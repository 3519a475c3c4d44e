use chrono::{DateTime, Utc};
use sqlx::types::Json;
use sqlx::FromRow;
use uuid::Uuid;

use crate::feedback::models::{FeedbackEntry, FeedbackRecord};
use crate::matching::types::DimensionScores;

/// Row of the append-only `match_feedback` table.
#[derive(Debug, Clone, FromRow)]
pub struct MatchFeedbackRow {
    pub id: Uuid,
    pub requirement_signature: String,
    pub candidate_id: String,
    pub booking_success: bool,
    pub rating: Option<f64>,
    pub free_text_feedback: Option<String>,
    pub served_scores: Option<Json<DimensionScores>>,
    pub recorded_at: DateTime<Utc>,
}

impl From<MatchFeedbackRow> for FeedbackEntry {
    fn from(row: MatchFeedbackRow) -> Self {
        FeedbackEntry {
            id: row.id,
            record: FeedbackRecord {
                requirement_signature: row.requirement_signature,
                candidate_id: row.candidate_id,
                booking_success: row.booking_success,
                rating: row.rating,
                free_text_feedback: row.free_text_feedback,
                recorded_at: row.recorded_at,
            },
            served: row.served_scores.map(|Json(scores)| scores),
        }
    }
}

Description of the task:
Needed here are the exact lines from the start of the material through the line that contains "#[derive(Debug, Clone, FromRow)]", and no others.

Solution to this task:
repository 3519a475c3c4d44e
use chrono::{DateTime, Utc};
use sqlx::types::Json;
use sqlx::FromRow;
use uuid::Uuid;

use crate::feedback::models::{FeedbackEntry, FeedbackRecord};
use crate::matching::types::DimensionScores;

/// Row of the append-only `match_feedback` table.
#[derive(Debug, Clone, FromRow)]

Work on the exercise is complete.